[ABOUT THIS EXERCISE]:
Reproduce exactly the lines below, from the first through the one containing "round are discarded.", and nothing more.

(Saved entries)
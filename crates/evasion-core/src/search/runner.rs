//! Budgeted search loop.
//!
//! Each round proposes up to `parallelism` vectors, builds and queries them on
//! the worker pool, then folds the results into the search state in proposal
//! order. Queries are reserved from a shared [`QueryBudget`] after a
//! successful build, so the budget is never exceeded. Once a round reaches a
//! terminal state the remaining results of that round are discarded.

use std::path::PathBuf;
use std::sync::atomic::{AtomicBool, Ordering};
use std::time::Instant;

use evasion_types::ManipulationSet;
use serde::{Deserialize, Serialize};
use tracing::{debug, info, trace};

use crate::errors::{AttackError, BuildError};
use crate::interfaces::{ArtifactBuilder, Label, Oracle, Verdict};
use crate::pool::WorkerPool;
use crate::space::SealedSpace;

use super::budget::QueryBudget;
use super::report::{Baseline, SearchReport, SearchState};
use super::strategy::Strategy;

/// Configuration for a search run.
#[derive(Debug, Clone, PartialEq, Serialize, Deserialize)]
pub struct SearchConfig {
    /// Oracle queries allowed.
    pub query_budget: u64,
    /// Maximum manipulations per vector.
    pub n_features: usize,
    /// Consecutive non-improving iterations before stopping.
    pub stagnation: u64,
    /// Consecutive build failures before giving up.
    pub max_build_failures: u64,
    /// Iterations in flight per round.
    pub parallelism: usize,
}

impl Default for SearchConfig {
    fn default() -> Self {
        Self {
            query_budget: 100,
            n_features: 5,
            stagnation: 5,
            max_build_failures: 10,
            parallelism: 1,
        }
    }
}

/// Mutable state of one search, owned by the engine loop.
#[derive(Debug, Clone)]
struct SearchProgress {
    state: SearchState,
    iterations: u64,
    build_failures: u64,
    consecutive_build_failures: u64,
    stagnation_counter: u64,
    best_vector: Vec<usize>,
    best_label: Label,
    best_score: f64,
    best_path: PathBuf,
    reason: Option<String>,
}

impl SearchProgress {
    fn new(baseline: &Baseline) -> Self {
        Self {
            state: SearchState::Init,
            iterations: 0,
            build_failures: 0,
            consecutive_build_failures: 0,
            stagnation_counter: 0,
            best_vector: Vec::new(),
            best_label: baseline.label,
            best_score: baseline.score,
            best_path: baseline.path.clone(),
            reason: None,
        }
    }
}

/// Outcome of one in-flight iteration.
enum Iteration {
    /// Not run (search already stopping) or no budget left to query it.
    Skipped,
    BuildFailed(BuildError),
    Queried {
        vector: Vec<usize>,
        artifact: PathBuf,
        verdict: Verdict,
    },
}

pub struct SearchEngine<'a> {
    builder: &'a dyn ArtifactBuilder,
    oracle: &'a dyn Oracle,
    pool: &'a WorkerPool,
    config: SearchConfig,
}

impl<'a> SearchEngine<'a> {
    pub fn new(
        builder: &'a dyn ArtifactBuilder,
        oracle: &'a dyn Oracle,
        pool: &'a WorkerPool,
        config: SearchConfig,
    ) -> Self {
        Self {
            builder,
            oracle,
            pool,
            config,
        }
    }

    pub fn config(&self) -> &SearchConfig {
        &self.config
    }

    /// Search `space` for an evading manipulation vector.
    ///
    /// Returns the baseline unchanged when no iteration beat it. Oracle
    /// failures and contract violations abort the search. Every query issued,
    /// including the one that failed, is added to `queries` on both paths.
    pub fn run(
        &self,
        space: &SealedSpace,
        baseline: &Baseline,
        strategy: &mut dyn Strategy,
        queries: &mut u64,
    ) -> Result<SearchReport, AttackError> {
        let start = Instant::now();
        let budget = QueryBudget::new(self.config.query_budget);
        let mut progress = SearchProgress::new(baseline);

        let searched = self.search(space, baseline, strategy, &budget, &mut progress);
        *queries += budget.consumed();
        if let Err(e) = searched {
            if !progress.best_vector.is_empty() {
                self.builder.discard(&progress.best_path);
            }
            debug!(queries = budget.consumed(), error = %e, "search aborted");
            return Err(e);
        }

        let report = SearchReport {
            state: progress.state,
            strategy: strategy.name().to_string(),
            queries: budget.consumed(),
            iterations: progress.iterations,
            build_failures: progress.build_failures,
            best_vector: progress.best_vector,
            best_label: progress.best_label,
            best_score: progress.best_score,
            best_path: progress.best_path,
            reason: progress.reason,
            elapsed_ms: start.elapsed().as_millis() as u64,
        };
        info!(
            state = %report.state,
            queries = report.queries,
            iterations = report.iterations,
            score = report.best_score,
            "search finished"
        );
        Ok(report)
    }

    fn search(
        &self,
        space: &SealedSpace,
        baseline: &Baseline,
        strategy: &mut dyn Strategy,
        budget: &QueryBudget,
        progress: &mut SearchProgress,
    ) -> Result<(), AttackError> {
        let stop = AtomicBool::new(false);
        let active = space.active_indices();

        progress.state = SearchState::Searching;
        if active.is_empty() {
            progress.state = SearchState::Failed;
            progress.reason = Some("no active manipulations after probing".to_string());
        }

        while !progress.state.is_terminal() {
            if budget.is_exhausted() {
                progress.state = SearchState::BudgetExhausted;
                break;
            }

            // A benign verdict that was not adopted must not block later rounds.
            stop.store(false, Ordering::Release);
            let in_flight = self.config.parallelism.max(1).min(budget.remaining() as usize).max(1);
            let best = (!progress.best_vector.is_empty()).then(|| progress.best_vector.clone());
            let mut round = Vec::with_capacity(in_flight);
            for _ in 0..in_flight {
                let vector = strategy.propose(active, best.as_deref(), self.config.n_features);
                round.push(space.candidates_of(&vector).map(|set| (vector, set)));
            }
            let round: Vec<(Vec<usize>, ManipulationSet)> = round.into_iter().collect::<Result<_, _>>()?;

            let results = self.pool.map(&round, |attempt, (vector, set)| {
                self.evaluate(vector, set, attempt, budget, &stop)
            });

            let mut failure = None;
            for result in results {
                match result {
                    Ok(iteration) if failure.is_none() && !progress.state.is_terminal() => {
                        self.fold(progress, baseline, budget, iteration, &stop)
                    }
                    Ok(iteration) => self.discard_result(iteration),
                    Err(e) => {
                        failure.get_or_insert(e);
                    }
                }
            }
            if let Some(e) = failure {
                return Err(e);
            }
        }
        Ok(())
    }

    fn evaluate(
        &self,
        vector: &[usize],
        set: &ManipulationSet,
        attempt: usize,
        budget: &QueryBudget,
        stop: &AtomicBool,
    ) -> Result<Iteration, AttackError> {
        if stop.load(Ordering::Acquire) {
            return Ok(Iteration::Skipped);
        }
        let artifact = match self.builder.apply(set, attempt) {
            Ok(path) => path,
            Err(e) => return Ok(Iteration::BuildFailed(e)),
        };
        if stop.load(Ordering::Acquire) || !budget.try_consume() {
            self.builder.discard(&artifact);
            return Ok(Iteration::Skipped);
        }
        let verdict = match self.oracle.classify(&artifact) {
            Ok(verdict) => verdict,
            Err(e) => {
                stop.store(true, Ordering::Release);
                let reason = format!("{:#}", e);
                self.builder.discard(&artifact);
                return Err(AttackError::Oracle { artifact, reason });
            }
        };
        if verdict.label.is_benign() {
            stop.store(true, Ordering::Release);
        }
        Ok(Iteration::Queried {
            vector: vector.to_vec(),
            artifact,
            verdict,
        })
    }

    fn fold(
        &self,
        progress: &mut SearchProgress,
        baseline: &Baseline,
        budget: &QueryBudget,
        iteration: Iteration,
        stop: &AtomicBool,
    ) {
        match iteration {
            Iteration::Skipped => {}
            Iteration::BuildFailed(e) => {
                progress.iterations += 1;
                progress.build_failures += 1;
                progress.consecutive_build_failures += 1;
                progress.stagnation_counter += 1;
                debug!(error = %e, consecutive = progress.consecutive_build_failures, "iteration build failed");

                if progress.consecutive_build_failures >= self.config.max_build_failures {
                    progress.state = SearchState::Failed;
                    progress.reason = Some(format!(
                        "{} consecutive build failures (last: {})",
                        progress.consecutive_build_failures, e
                    ));
                } else if progress.stagnation_counter >= self.config.stagnation {
                    progress.state = SearchState::Stagnated;
                }
            }
            Iteration::Queried {
                vector,
                artifact,
                verdict,
            } => {
                progress.iterations += 1;
                progress.consecutive_build_failures = 0;
                let loss = verdict.loss();
                trace!(vector = ?vector, score = loss, label = %verdict.label, "iteration");

                // A benign verdict is adopted unless it is worse than the baseline.
                let improves = loss < progress.best_score
                    || (verdict.label.is_benign()
                        && !progress.best_label.is_benign()
                        && loss <= baseline.score);

                if improves {
                    let previous = std::mem::replace(&mut progress.best_path, artifact);
                    if !progress.best_vector.is_empty() {
                        self.builder.discard(&previous);
                    }
                    progress.best_vector = vector;
                    progress.best_label = verdict.label;
                    progress.best_score = loss;
                    progress.stagnation_counter = 0;
                    debug!(score = loss, budget = budget.consumed(), "new best");
                } else {
                    self.builder.discard(&artifact);
                    progress.stagnation_counter += 1;
                }

                if improves && verdict.label.is_benign() {
                    progress.state = SearchState::Evaded;
                } else if budget.consumed() >= budget.limit() {
                    progress.state = SearchState::BudgetExhausted;
                } else if progress.stagnation_counter >= self.config.stagnation {
                    progress.state = SearchState::Stagnated;
                }
            }
        }
        if progress.state.is_terminal() {
            stop.store(true, Ordering::Release);
        }
    }

    fn discard_result(&self, iteration: Iteration) {
        if let Iteration::Queried { artifact, .. } = iteration {
            self.builder.discard(&artifact);
        }
    }
}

[OUTPUT FOR THIS EXERCISE]:
filename crates/evasion-core/src/search/runner.rs
//! Budgeted search loop.
//!
//! Each round proposes up to `parallelism` vectors, builds and queries them on
//! the worker pool, then folds the results into the search state in proposal
//! order. Queries are reserved from a shared [`QueryBudget`] after a
//! successful build, so the budget is never exceeded. Once a round reaches a
//! terminal state the remaining results of that round are discarded.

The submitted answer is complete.